Il Tottenham di Roberto De Zerbi non ha ancora trovato la vittoria e la via del goal in Premier League. La formazione londinese ha infatti incassato il secondo 0-0 consecutivo, questa volta nella gara casalinga contro l’Everton, dopo quello ottenuto sul campo del Nottingham Forest. Al termine dell’incontro, i tifosi degli Spurs hanno manifestato la loro delusione accompagnando la squadra con sonori fischi.
Questo inizio di stagione deludente ha portato appena due punti in classifica, un bilancio molto magro se si considera la rivoluzionaria e dispendiosa campagna acquisti estiva da circa 350 milioni di euro. La squadra, nonostante i nuovi innesti, fatica a esprimere un gioco efficace e a creare pericoli concreti, con un’astinenza dal goal che ha superato i 400 minuti di gioco.
Contro i Toffees, il tecnico italiano ha schierato il consueto 4-2-3-1: Kinsky in porta, linea difensiva con Gray, van Hecke, van der Ven e Robertson; Tonali e Bentancur a formare la cerniera di centrocampo. In attacco, il tridente composto da Savio, Mateus Fernandes e Marmoush ha agito a supporto dell’unica punta Solanke.
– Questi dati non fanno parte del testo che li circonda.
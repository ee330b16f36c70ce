//! Scenarios every `BookService` backend must satisfy.

use bookstore_core::db::open_db_in_memory;
use bookstore_core::{
    Book, BookService, DbBookService, MemoryBookService, SqliteBookRepository,
};

fn backends() -> Vec<(&'static str, Box<dyn BookService>)> {
    vec![
        ("memory", Box::new(MemoryBookService::new())),
        (
            "sqlite",
            Box::new(DbBookService::new(SqliteBookRepository::new(
                open_db_in_memory().unwrap(),
            ))),
        ),
    ]
}

#[tokio::test]
async fn dune_lifecycle() {
    for (name, service) in backends() {
        let stored = service
            .add(Book::new("Dune", "Herbert", 9.99))
            .await
            .unwrap();

        let listed = service.list().await.unwrap();
        assert_eq!(listed, [stored.clone()], "{name}");
        assert!(listed[0].same_fields(&Book::new("Dune", "Herbert", 9.99)), "{name}");

        service
            .update(Book::with_id(stored.id, "Dune: New Edition", "Herbert", 9.99))
            .await
            .unwrap();
        let updated = service.get(stored.id).await.unwrap().unwrap();
        assert_eq!(updated.id, stored.id, "{name}");
        assert_eq!(updated.title, "Dune: New Edition", "{name}");

        service.delete(stored.id).await.unwrap();
        assert!(service.list().await.unwrap().is_empty(), "{name}");
    }
}

#[tokio::test]
async fn add_grows_list_by_exactly_one_matching_record() {
    for (name, service) in backends() {
        service.add(Book::new("Emma", "Austen", 4.5)).await.unwrap();
        let before = service.list().await.unwrap();

        let input = Book::new("Ulysses", "Joyce", 12.0);
        let stored = service.add(input.clone()).await.unwrap();

        let after = service.list().await.unwrap();
        assert_eq!(after.len(), before.len() + 1, "{name}");
        let fetched = service.get(stored.id).await.unwrap().unwrap();
        assert!(fetched.same_fields(&input), "{name}");
        assert_eq!(
            after.iter().filter(|book| book.same_fields(&input)).count(),
            1,
            "{name}"
        );
    }
}

#[tokio::test]
async fn update_replaces_every_mutable_field() {
    for (name, service) in backends() {
        let stored = service
            .add(Book::new("Draft", "Someone", 1.0))
            .await
            .unwrap();

        let mut replacement = Book::new("Final", "Someone Else", 2.5);
        replacement.id = stored.id;
        service.update(replacement).await.unwrap();

        let loaded = service.get(stored.id).await.unwrap().unwrap();
        assert_eq!(
            loaded,
            Book::with_id(stored.id, "Final", "Someone Else", 2.5),
            "{name}"
        );
    }
}

#[tokio::test]
async fn get_and_delete_tolerate_missing_ids() {
    for (name, service) in backends() {
        service.add(Book::new("Keep", "Me", 1.0)).await.unwrap();

        assert!(service.get(999).await.unwrap().is_none(), "{name}");
        service.delete(999).await.unwrap();
        assert_eq!(service.list().await.unwrap().len(), 1, "{name}");
    }
}

#[tokio::test]
async fn delete_then_get_yields_none() {
    for (name, service) in backends() {
        let stored = service.add(Book::new("Gone", "Soon", 1.0)).await.unwrap();

        service.delete(stored.id).await.unwrap();

        assert!(service.get(stored.id).await.unwrap().is_none(), "{name}");
    }
}
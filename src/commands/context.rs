//! The capability view a command handler operates through.

use std::sync::Arc;

use async_trait::async_trait;

use crate::error::JobError;
use crate::worker::{CallbackFn, JobHandler, Kwargs};

/// Everything a command may do, and nothing more.
///
/// Commands never see sessions, the registry or the job manager directly;
/// the server binds a context to the issuing session for each input line.
#[async_trait]
pub trait CommandContext: Send + Sync {
    /// Payload of the triggering line (everything after the command name).
    fn message(&self) -> &str;

    /// Username of the issuing session.
    fn current_username(&self) -> &str;

    /// Usernames of every online session, the caller included.
    async fn all_usernames(&self) -> Vec<String>;

    /// Send a system reply to the issuing session.
    async fn send_message(&self, message: &str) -> bool;

    /// Send to another online user, optionally attributed to `sender`.
    async fn send_message_to_other_user(
        &self,
        recipient: &str,
        message: &str,
        sender: Option<&str>,
    ) -> bool;

    async fn is_user_online(&self, username: &str) -> bool;

    /// Schedule `job` on the worker pool; `callback` runs with its result.
    async fn run_in_background(
        &self,
        job: Arc<dyn JobHandler>,
        job_kwargs: Kwargs,
        callback: CallbackFn,
        callback_kwargs: Kwargs,
    ) -> Result<(), JobError>;
}
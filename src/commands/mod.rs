//! Line commands and the capability interface they run against.

pub mod builtin;
pub mod context;
pub mod registry;

#[cfg(test)]
pub(crate) mod mock;

pub use builtin::register_builtins;
pub use context::CommandContext;
pub use registry::{Command, CommandRegistry, parse_line};
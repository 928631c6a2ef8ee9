//! Line Chat: multi-user line-protocol chat with a background job pool.

pub mod commands;
pub mod config;
pub mod error;
pub mod logging;
pub mod server;
pub mod worker;
//! Long-lived job worker.

use std::sync::Arc;

use tokio::sync::{Mutex, mpsc};
use tokio::task::JoinHandle;
use tracing::{debug, error, info, warn};

use crate::error::JobError;
use crate::worker::job::{Job, JobResult, WorkerId};
use crate::worker::manager::JobStats;

/// Receiving end of the job queue, shared by every worker.
pub type SharedJobQueue = Arc<Mutex<mpsc::UnboundedReceiver<Job>>>;

/// Pulls jobs from the shared queue, runs them and emits results.
pub struct JobWorker {
    id: WorkerId,
    jobs: SharedJobQueue,
    results: mpsc::UnboundedSender<JobResult>,
    stats: Arc<JobStats>,
}

impl JobWorker {
    pub fn new(
        id: WorkerId,
        jobs: SharedJobQueue,
        results: mpsc::UnboundedSender<JobResult>,
        stats: Arc<JobStats>,
    ) -> Self {
        Self {
            id,
            jobs,
            results,
            stats,
        }
    }

    /// Start the worker loop on the runtime.
    pub fn spawn(self) -> JoinHandle<()> {
        tokio::spawn(self.run())
    }

    /// Run until the job queue closes or the result queue is dropped.
    pub async fn run(self) {
        info!(worker = %self.id, "Job worker started");

        loop {
            // Only one worker waits on the receiver at a time; the lock is
            // released as soon as a job is handed out.
            let next = {
                let mut queue = self.jobs.lock().await;
                queue.recv().await
            };

            let Some(job) = next else {
                debug!(worker = %self.id, "Job queue closed, worker exiting");
                break;
            };

            if let Ok(result) = self.handle_job(job).await
                && self.results.send(result).is_err()
            {
                warn!(worker = %self.id, "Result queue closed, worker exiting");
                break;
            }
        }
    }

    /// Execute a single job.
    ///
    /// A failed job yields `Err` and nothing is emitted for it: its callback
    /// stays in the correlation table and never fires.
    pub async fn handle_job(&self, job: Job) -> Result<JobResult, JobError> {
        let Job {
            id,
            handler,
            kwargs,
        } = job;
        let name = handler.name().to_string();

        debug!(worker = %self.id, job_id = %id, job = %name, ?kwargs, "Got job");

        let outcome = tokio::spawn(async move { handler.run(&kwargs).await }).await;
        let result = match outcome {
            Ok(result) => result,
            Err(join_err) => Err(JobError::Panicked {
                job: name.clone(),
                reason: join_err.to_string(),
            }),
        };

        match result {
            Ok(return_value) => {
                debug!(worker = %self.id, job_id = %id, job = %name, "Finished running the job");
                self.stats.record_completed();
                Ok(JobResult {
                    job_id: id,
                    return_value,
                    worker: self.id,
                })
            }
            Err(e) => {
                error!(
                    worker = %self.id,
                    job_id = %id,
                    job = %name,
                    error = %e,
                    "Failed to run the job, result abandoned"
                );
                self.stats.record_failed();
                Err(e)
            }
        }
    }
}
//! Error types for the chat server.

use std::time::Duration;

use uuid::Uuid;

/// Errors raised while building and binding the server.
#[derive(Debug, thiserror::Error)]
pub enum Error {
    #[error("HTTP client error: {0}")]
    Http(#[from] reqwest::Error),

    #[error("IO error: {0}")]
    Io(#[from] std::io::Error),
}

/// Configuration-related errors.
#[derive(Debug, thiserror::Error)]
pub enum ConfigError {
    #[error("Invalid configuration value for {key}: {message}")]
    InvalidValue { key: String, message: String },

    #[error("IO error: {0}")]
    Io(#[from] std::io::Error),
}

/// Session and delivery errors.
#[derive(Debug, thiserror::Error)]
pub enum SessionError {
    #[error("Session {username} is closed")]
    Closed { username: String },

    #[error("Username {username} is already registered")]
    DuplicateUsername { username: String },

    #[error("Failed to write to {username}: {source}")]
    Write {
        username: String,
        #[source]
        source: std::io::Error,
    },

    #[error("Write to {username} timed out after {after:?}")]
    WriteTimeout { username: String, after: Duration },
}

/// Protocol errors reported back to the issuing session.
///
/// The `Display` text of each variant is the exact reply line.
#[derive(Debug, Clone, PartialEq, Eq, thiserror::Error)]
pub enum CommandError {
    #[error("Unknown command: {name}")]
    UnknownCommand { name: String },

    #[error("Invalid {command} parameters.")]
    InvalidParameters { command: &'static str },

    #[error("User not found: {username}")]
    UserNotFound { username: String },

    #[error("Failed to schedule background job: {reason}")]
    Schedule { reason: String },
}

/// Job execution and job manager errors.
#[derive(Debug, thiserror::Error)]
pub enum JobError {
    #[error("Invalid argument for job {job}: {reason}")]
    InvalidArgument { job: String, reason: String },

    #[error("Job {job} overflowed for input {input}")]
    Overflow { job: String, input: String },

    #[error("Failed to fetch {url}: {reason}")]
    Fetch { url: String, reason: String },

    #[error("Job {job} panicked: {reason}")]
    Panicked { job: String, reason: String },

    #[error("Job {id} could not be queued: job queue is closed")]
    QueueClosed { id: Uuid },
}

/// Errors a job callback may report to the result monitor.
#[derive(Debug, thiserror::Error)]
pub enum CallbackError {
    #[error("Could not deliver result to {recipient}")]
    DeliveryFailed { recipient: String },

    #[error("Callback failed: {0}")]
    Other(String),
}

/// Result type alias for the server.
pub type Result<T> = std::result::Result<T, Error>;
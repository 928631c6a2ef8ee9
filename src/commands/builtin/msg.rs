//! `msg <username> <text>`: private message to one user.

use std::sync::Arc;

use async_trait::async_trait;

use crate::commands::builtin::require_online;
use crate::commands::context::CommandContext;
use crate::commands::registry::Command;
use crate::error::CommandError;

pub struct MsgCommand;

#[async_trait]
impl Command for MsgCommand {
    fn name(&self) -> &str {
        "msg"
    }

    async fn execute(&self, ctx: Arc<dyn CommandContext>) -> Result<(), CommandError> {
        let payload = ctx.message();
        let (other_user, text) = payload.split_once(' ').unwrap_or((payload, ""));

        require_online(ctx.as_ref(), other_user).await?;

        let current = ctx.current_username();
        let reply = if ctx
            .send_message_to_other_user(other_user, text, Some(current))
            .await
        {
            format!("Message is delivered to {other_user}")
        } else {
            format!("Cannot deliver the message to {other_user}")
        };
        ctx.send_message(&reply).await;
        Ok(())
    }
}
Nonostante un buon avvio nei primi 15 minuti, la squadra di casa non ha costruito vere opportunità da rete. Con il passare dei minuti, l’Everton ha preso coraggio, ha assunto il controllo delle operazioni e ha creato le azioni più interessanti della prima frazione, mettendo in difficoltà la retroguardia avversaria.
Nella ripresa, l’allenatore ha provato a dare una scossa ai suoi inserendo forze fresche come Tel, Kudus e Bergvall. La musica, tuttavia, non è cambiata e sono stati ancora gli ospiti a rendersi più pericolosi, costruendo un paio di occasioni importanti con Barry e Dewsbury-Hall che hanno impensierito la difesa degli Spurs.
Il Tottenham è riuscito a costruire la sua unica, grande chance della partita soltanto all’88°, quando il neoentrato Bergvall ha provato a sorprendere dalla distanza il portiere avversario Pickford. L’estremo difensore della nazionale inglese si è però fatto trovare pronto e ha salvato il risultato con un intervento decisivo.
Quello di Bergvall è stato l’ultimo sussulto di un incontro con pochissime emozioni, che ha regalato un punto certamente più gradito all’Everton. Il Tottenham, invece, rimane bloccato nei bassifondi della classifica con appena due punti e zero reti segnate. La squadra sarà ora attesa da un’altra gara casalinga contro un Aston Villa in crisi, un’occasione da non fallire per invertire la rotta e placare la delusione dei propri tifosi.